Seule la démocratie locale directe permettra d'assainir les finances locales qui sont en crise. L'exemple du service des urgences de l'hôpital public de Grenoble en est une illustration. S'il devait y avoir un choix entre la modernisation totale de cet équipement et l'organisation sécurisée de spectacles pour sauver les apparences du Stade des Alpes toujours vide, le choix serait vite fait.
Or, chaque année, la Métro va verser
1 500 000 € à Carilis bénéficiaire de la DSP du Stade des Alpes sans avoir eu à verser la moindre contribution publique d'entrée.
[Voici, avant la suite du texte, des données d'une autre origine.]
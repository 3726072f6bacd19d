use popcorn_config::ProviderConfig;
use popcorn_models::{parse_leading_number, parse_rating, MovieDetail, SearchResultItem};
use serde::Deserialize;
use serde_json::Value;
use std::collections::HashSet;

use crate::error::CatalogError;

/// OMDb uses this literal for every field it has no data for
const NOT_AVAILABLE: &str = "N/A";

#[derive(Debug, Deserialize)]
struct OmdbSearchItem {
    #[serde(rename = "imdbID")]
    imdb_id: String,
    #[serde(rename = "Title")]
    title: String,
    #[serde(rename = "Year", default)]
    year: String,
    #[serde(rename = "Poster", default)]
    poster: String,
}

#[derive(Debug, Deserialize)]
struct OmdbSearchPage {
    #[serde(rename = "Search")]
    search: Vec<OmdbSearchItem>,
}

#[derive(Debug, Deserialize)]
struct OmdbDetail {
    #[serde(rename = "imdbID", default)]
    imdb_id: String,
    #[serde(rename = "Title")]
    title: String,
    #[serde(rename = "Year", default)]
    year: String,
    #[serde(rename = "Poster", default)]
    poster: String,
    #[serde(rename = "Runtime", default)]
    runtime: String,
    #[serde(rename = "imdbRating", default)]
    imdb_rating: String,
    #[serde(rename = "Plot", default)]
    plot: String,
    #[serde(rename = "Released", default)]
    released: String,
    #[serde(rename = "Actors", default)]
    actors: String,
    #[serde(rename = "Director", default)]
    director: String,
    #[serde(rename = "Genre", default)]
    genre: String,
}

fn poster_url(raw: String) -> String {
    if raw == NOT_AVAILABLE {
        String::new()
    } else {
        raw
    }
}

/// Map the provider's logical-failure sentinel to `NoResults`.
///
/// The sentinel arrives with a 2xx status, so HTTP status alone can't be
/// trusted to mean "found".
pub fn check_sentinel(body: &Value, provider: &ProviderConfig) -> Result<(), CatalogError> {
    let object = body
        .as_object()
        .ok_or_else(|| CatalogError::Malformed("expected a JSON object".to_string()))?;

    let flag = object.get(&provider.response_field).and_then(Value::as_str);
    if flag == Some(provider.failure_value.as_str()) {
        let message = object
            .get(&provider.error_field)
            .and_then(Value::as_str)
            .unwrap_or("not found")
            .to_string();
        return Err(CatalogError::NoResults(message));
    }
    Ok(())
}

pub fn parse_search_response(
    body: Value,
    provider: &ProviderConfig,
) -> Result<Vec<SearchResultItem>, CatalogError> {
    check_sentinel(&body, provider)?;

    let page: OmdbSearchPage = serde_json::from_value(body)
        .map_err(|e| CatalogError::Malformed(e.to_string()))?;

    // The provider repeats ids now and then; first occurrence wins
    let mut seen = HashSet::new();
    let items: Vec<SearchResultItem> = page
        .search
        .into_iter()
        .filter(|item| seen.insert(item.imdb_id.clone()))
        .map(|item| SearchResultItem {
            id: item.imdb_id,
            title: item.title,
            year: item.year,
            poster_url: poster_url(item.poster),
        })
        .collect();

    if items.is_empty() {
        return Err(CatalogError::NoResults("empty result set".to_string()));
    }
    Ok(items)
}

pub fn parse_detail_response(
    body: Value,
    requested_id: &str,
    provider: &ProviderConfig,
) -> Result<MovieDetail, CatalogError> {
    check_sentinel(&body, provider)?;

    let raw: OmdbDetail = serde_json::from_value(body)
        .map_err(|e| CatalogError::Malformed(e.to_string()))?;

    let id = if raw.imdb_id.is_empty() {
        requested_id.to_string()
    } else {
        raw.imdb_id
    };

    Ok(MovieDetail {
        id,
        title: raw.title,
        year: raw.year,
        poster_url: poster_url(raw.poster),
        runtime_minutes: parse_leading_number(&raw.runtime),
        runtime: raw.runtime,
        imdb_rating: parse_rating(&raw.imdb_rating),
        plot: raw.plot,
        released: raw.released,
        actors: raw.actors,
        director: raw.director,
        genre: raw.genre,
    })
}
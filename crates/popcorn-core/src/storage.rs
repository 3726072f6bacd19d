use std::collections::HashMap;
use std::path::{Path, PathBuf};
use thiserror::Error;
use tracing::debug;

#[derive(Debug, Error)]
pub enum StorageError {
    #[error("storage I/O error for key {key:?}: {source}")]
    Io {
        key: String,
        source: std::io::Error,
    },

    #[error("invalid storage key {0:?}")]
    InvalidKey(String),

    #[error("storage unavailable: {0}")]
    Unavailable(String),
}

/// Durable string storage addressed by key.
///
/// `set` must not return until the value is durable.
pub trait KeyValueStore: Send {
    fn get(&self, key: &str) -> Result<Option<String>, StorageError>;
    fn set(&mut self, key: &str, value: &str) -> Result<(), StorageError>;
}

fn validate_key(key: &str) -> Result<(), StorageError> {
    let valid = !key.is_empty()
        && key
            .chars()
            .all(|c| c.is_ascii_alphanumeric() || c == '-' || c == '_');
    if valid {
        Ok(())
    } else {
        Err(StorageError::InvalidKey(key.to_string()))
    }
}

/// One JSON file per key under a data directory.
#[derive(Debug, Clone)]
pub struct FileKeyValueStore {
    dir: PathBuf,
}

impl FileKeyValueStore {
    pub fn new(dir: &Path) -> Self {
        Self {
            dir: dir.to_path_buf(),
        }
    }

    fn path_for(&self, key: &str) -> PathBuf {
        self.dir.join(format!("{}.json", key))
    }

    pub fn dir(&self) -> &Path {
        &self.dir
    }
}

impl KeyValueStore for FileKeyValueStore {
    fn get(&self, key: &str) -> Result<Option<String>, StorageError> {
        validate_key(key)?;
        let path = self.path_for(key);
        if !path.exists() {
            debug!("Storage miss: {} (file does not exist)", key);
            return Ok(None);
        }
        std::fs::read_to_string(&path)
            .map(Some)
            .map_err(|source| StorageError::Io {
                key: key.to_string(),
                source,
            })
    }

    fn set(&mut self, key: &str, value: &str) -> Result<(), StorageError> {
        validate_key(key)?;
        let io_err = |source| StorageError::Io {
            key: key.to_string(),
            source,
        };

        std::fs::create_dir_all(&self.dir).map_err(io_err)?;

        // Atomic write: write to temp file, then rename
        let path = self.path_for(key);
        let temp_path = path.with_extension("json.tmp");
        std::fs::write(&temp_path, value).map_err(io_err)?;
        std::fs::rename(&temp_path, &path).map_err(io_err)?;

        debug!("Storage saved: {} ({} bytes)", key, value.len());
        Ok(())
    }
}

/// Process-local storage. Writes can be made to fail on demand.
#[derive(Debug, Default, Clone)]
pub struct MemoryKeyValueStore {
    values: HashMap<String, String>,
    fail_writes: bool,
    writes: usize,
}

impl MemoryKeyValueStore {
    pub fn new() -> Self {
        Self::default()
    }

    pub fn with_value(mut self, key: &str, value: &str) -> Self {
        self.values.insert(key.to_string(), value.to_string());
        self
    }

    pub fn set_fail_writes(&mut self, fail: bool) {
        self.fail_writes = fail;
    }

    /// Number of successful writes so far
    pub fn write_count(&self) -> usize {
        self.writes
    }
}

impl KeyValueStore for MemoryKeyValueStore {
    fn get(&self, key: &str) -> Result<Option<String>, StorageError> {
        validate_key(key)?;
        Ok(self.values.get(key).cloned())
    }

    fn set(&mut self, key: &str, value: &str) -> Result<(), StorageError> {
        validate_key(key)?;
        if self.fail_writes {
            return Err(StorageError::Unavailable(format!("write to {:?} rejected", key)));
        }
        self.values.insert(key.to_string(), value.to_string());
        self.writes += 1;
        Ok(())
    }
}

#[cfg(test)]
mod tests {
    use super::*;

    #[test]
    fn test_file_store_round_trip() {
        let dir = tempfile::tempdir().unwrap();
        let mut store = FileKeyValueStore::new(&dir.path().join("data"));

        assert_eq!(store.get("watched").unwrap(), None);
        store.set("watched", "[]").unwrap();
        assert_eq!(store.get("watched").unwrap(), Some("[]".to_string()));
        assert!(dir.path().join("data").join("watched.json").exists());
        assert!(!dir.path().join("data").join("watched.json.tmp").exists());
    }

    #[test]
    fn test_file_store_overwrites() {
        let dir = tempfile::tempdir().unwrap();
        let mut store = FileKeyValueStore::new(dir.path());
        store.set("watched", "[1]").unwrap();
        store.set("watched", "[2]").unwrap();
        assert_eq!(store.get("watched").unwrap(), Some("[2]".to_string()));
    }

    #[test]
    fn test_rejects_path_like_keys() {
        let dir = tempfile::tempdir().unwrap();
        let mut store = FileKeyValueStore::new(dir.path());
        assert!(matches!(store.set("../escape", "x"), Err(StorageError::InvalidKey(_))));
        assert!(matches!(store.get(""), Err(StorageError::InvalidKey(_))));
    }

    #[test]
    fn test_memory_store_failing_writes() {
        let mut store = MemoryKeyValueStore::new().with_value("watched", "[]");
        store.set_fail_writes(true);
        assert!(store.set("watched", "[1]").is_err());
        assert_eq!(store.get("watched").unwrap(), Some("[]".to_string()));
        assert_eq!(store.write_count(), 0);
    }
}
Si les citoyens devaient se prononcer sur de tels choix, qui peut imaginer que le service des urgences de l'hôpital public de Grenoble ne deviendrait pas le bénéficiaire naturel et privilégié de telles sommes ?
Les actuels gaspillages de fonds publics sont le fruit de deux facteurs :
– l'opacité,
– la solidarité entre les forces politiques institutionnelles.
Ce sont ces deux facteurs qu'il faut lever.
Changer pour de vrai, c'est gagner en lisibilité sur les actions financières pour que les choix soient clairs, compréhensibles.
Changer pour de vrai, c'est considérer que les dépenses sont le reflet de vrais choix de fond donnant un sens à l'action publique.
En mettant un terme de façon radicale aux actuels gaspillages publics, c'est une cagnotte immédiate considérable qui permettra de renforcer les services publics de proximité qui sont indispensables.
C'est l'un des enjeux majeurs pour mars 2014. La démocratie directe en sera un outil permanent.